Benefits of Amazon Detective
The Amazon Detective creates visualizations containing the data users require to look into and react to security discoveries. Amazon Detective keeps up to a year’s worth of aggregated data, highlighting changes in the type and amount of activity over a chosen time window, connecting those changes to security discoveries, and thus offering simple-to-use visualizations. AWS management activities, terabytes of event data records concerning IP traffic, and harmful or unauthorized behavior are all processed automatically by Amazon Detective.
It arranges the data into a graph model that enumerates all the relationships about security in the user’s AWS environment. Amazon Detective then runs queries against this model to generate the visualizations used in the investigations. Additionally, the graph model is continuously updated as new data is made available from AWS resources, saving users time from having to keep up with constantly changing data.

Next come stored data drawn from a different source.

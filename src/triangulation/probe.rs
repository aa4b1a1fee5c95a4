use crate::algorithm::{cell_of, SpatialIndex};
use crate::error::{Result, SurfaceError};

/// Settings for the probe sweep along an edge's perpendicular bisector.
///
/// Offsets and step are measured in grid cells.
#[derive(Clone, Copy, Debug, PartialEq)]
pub struct ProbeSettings {
    /// Distance the probe advances per iteration.
    pub step: f64,
    /// Offset of the first probe from the edge midpoint.
    pub min_offset: f64,
    /// Largest offset probed before the side is declared a boundary.
    pub max_offset: f64,
    /// Chebyshev radius of the cell block searched around each probe.
    pub search_radius: usize,
}

impl Default for ProbeSettings {
    fn default() -> Self {
        Self {
            step: 0.01,
            min_offset: 0.001,
            max_offset: 2.0,
            search_radius: 1,
        }
    }
}

impl ProbeSettings {
    pub fn validate(&self) -> Result<()> {
        if !(self.step.is_finite() && self.step > 0.0) {
            return Err(SurfaceError::InvalidConfig(format!(
                "probe step must be positive, got {}",
                self.step
            )));
        }
        if !(self.min_offset >= 0.0 && self.max_offset.is_finite() && self.max_offset > self.min_offset) {
            return Err(SurfaceError::InvalidConfig(format!(
                "probe offsets must satisfy 0 <= min < max, got {}..{}",
                self.min_offset, self.max_offset
            )));
        }
        if self.search_radius == 0 {
            return Err(SurfaceError::InvalidConfig(
                "probe search radius must be at least one cell".to_string(),
            ));
        }
        Ok(())
    }

    /// Number of probe positions tried on one side before exhaustion.
    pub fn max_steps(&self) -> usize {
        ((self.max_offset - self.min_offset) / self.step).floor() as usize + 1
    }
}

/// The two sides of an edge, relative to `(p1 - p0) x Z`.
#[derive(Clone, Copy, Debug, PartialEq, Eq)]
pub enum Side {
    Right,
    Left,
}

impl Side {
    pub const BOTH: [Side; 2] = [Side::Right, Side::Left];

    fn sign(self) -> f64 {
        match self {
            Side::Right => 1.0,
            Side::Left => -1.0,
        }
    }
}

/// Planar frame of an edge: midpoint, squared half length and unit perpendicular.
#[derive(Clone, Copy, Debug)]
pub struct EdgeFrame {
    pub midpoint: [f64; 2],
    pub half_len_sq: f64,
    pub normal: [f64; 2],
}

impl EdgeFrame {
    /// Returns `None` for edges without planar extent.
    pub fn new(p0: &[f64; 3], p1: &[f64; 3]) -> Option<Self> {
        let dx = p1[0] - p0[0];
        let dy = p1[1] - p0[1];
        let len_sq = dx * dx + dy * dy;
        if len_sq <= f64::MIN_POSITIVE {
            return None;
        }
        let len = len_sq.sqrt();

        Some(Self {
            midpoint: [(p0[0] + p1[0]) * 0.5, (p0[1] + p1[1]) * 0.5],
            half_len_sq: len_sq * 0.25,
            normal: [dy / len, -dx / len],
        })
    }
}

/// State of the sweep on one side of an edge.
#[derive(Clone, Copy, Debug, PartialEq, Eq)]
pub enum ProbeState {
    /// Still growing, the value is the next step to try.
    Probing(usize),
    /// A closing vertex was accepted.
    Found(usize),
    /// The offset bound was passed without a hit.
    Exhausted,
}

/// Sweeps a circle through both edge endpoints away from the edge until it swallows a point.
pub struct Probe<'a, A: SpatialIndex> {
    index: &'a A,
    points: &'a [[f64; 3]],
    edge: [usize; 2],
    frame: &'a EdgeFrame,
    direction: [f64; 2],
    settings: &'a ProbeSettings,
}

impl<'a, A: SpatialIndex> Probe<'a, A> {
    pub fn new(
        index: &'a A,
        points: &'a [[f64; 3]],
        edge: [usize; 2],
        frame: &'a EdgeFrame,
        side: Side,
        settings: &'a ProbeSettings,
    ) -> Self {
        let s = side.sign();
        Self {
            index,
            points,
            edge,
            frame,
            direction: [frame.normal[0] * s, frame.normal[1] * s],
            settings,
        }
    }

    /// Offset of the probe center from the midpoint at `step`.
    pub fn offset(&self, step: usize) -> f64 {
        self.settings.min_offset + step as f64 * self.settings.step
    }

    /// Performs one transition of the sweep.
    pub fn advance(&self, state: ProbeState) -> ProbeState {
        match state {
            ProbeState::Probing(step) => {
                let t = self.offset(step);
                if t > self.settings.max_offset {
                    return ProbeState::Exhausted;
                }
                match self.accept_within(t) {
                    Some(q) => ProbeState::Found(q),
                    None => ProbeState::Probing(step + 1),
                }
            }
            done => done,
        }
    }

    /// Runs the sweep to completion.
    pub fn run(&self) -> Option<usize> {
        let mut state = ProbeState::Probing(0);
        loop {
            state = self.advance(state);
            match state {
                ProbeState::Found(q) => return Some(q),
                ProbeState::Exhausted => return None,
                ProbeState::Probing(_) => {}
            }
        }
    }

    /// Picks the point swallowed by the circle centered at offset `t`, if any.
    ///
    /// Distances are planar: the circle lives in the XY plane and heights take no part.
    /// Only points strictly on the probed side count. When several are inside, the one whose
    /// circumcircle with the edge is reached first wins, then the lowest index.
    fn accept_within(&self, t: f64) -> Option<usize> {
        let [a, b] = self.edge;
        let m = self.frame.midpoint;
        let n = self.direction;
        let center = [m[0] + n[0] * t, m[1] + n[1] * t];

        let p0 = self.points[a];
        let ex = p0[0] - center[0];
        let ey = p0[1] - center[1];
        let radius_sq = ex * ex + ey * ey;

        let mut best: Option<(f64, usize)> = None;
        self.index.visit_neighbors(cell_of(center[0], center[1]), self.settings.search_radius, |j| {
            if j == a || j == b {
                return;
            }
            let q = self.points[j];

            let rx = q[0] - m[0];
            let ry = q[1] - m[1];
            let along = rx * n[0] + ry * n[1];
            if along <= 0.0 {
                return;
            }

            let dx = q[0] - center[0];
            let dy = q[1] - center[1];
            if dx * dx + dy * dy > radius_sq {
                return;
            }

            let circumcenter = (rx * rx + ry * ry - self.frame.half_len_sq) / (2.0 * along);
            match best {
                Some((o, i)) if o < circumcenter || (o == circumcenter && i < j) => {}
                _ => best = Some((circumcenter, j)),
            }
        });

        best.map(|(_, j)| j)
    }
}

To further assist users in swiftly analyzing and determining the reason for a security finding, Amazon Detective offers a unified view of user and resource interactions throughout time, with all context and data in one location.
Pricing
The cost of Amazon Detective is determined by the amount of information it receives from sources like AWS CloudTrail logs, Amazon Virtual Private Cloud (Amazon VPC) Flow Logs, Amazon Elastic Kubernetes Service (Amazon EKS) audit logs, discoveries forwarded to AWS Security Hub from integrated AWS services, and Amazon GuardDuty results. Per account/Region/month, you are charged a fee per gigabyte (GB) consumed. There is no further cost to activate these log sources for analysis or for data kept in Amazon Detective. Amazon Detective keeps a year’s worth of aggregated data for analysis. The world over, Amazon Detective is accessible.
Conclusion
AWS CloudTrail and Amazon VPC flow logs are used by Detective to automatically extract time-based events, including login attempts, API calls, and network activity. It also consumes information uncovered by GuardDuty.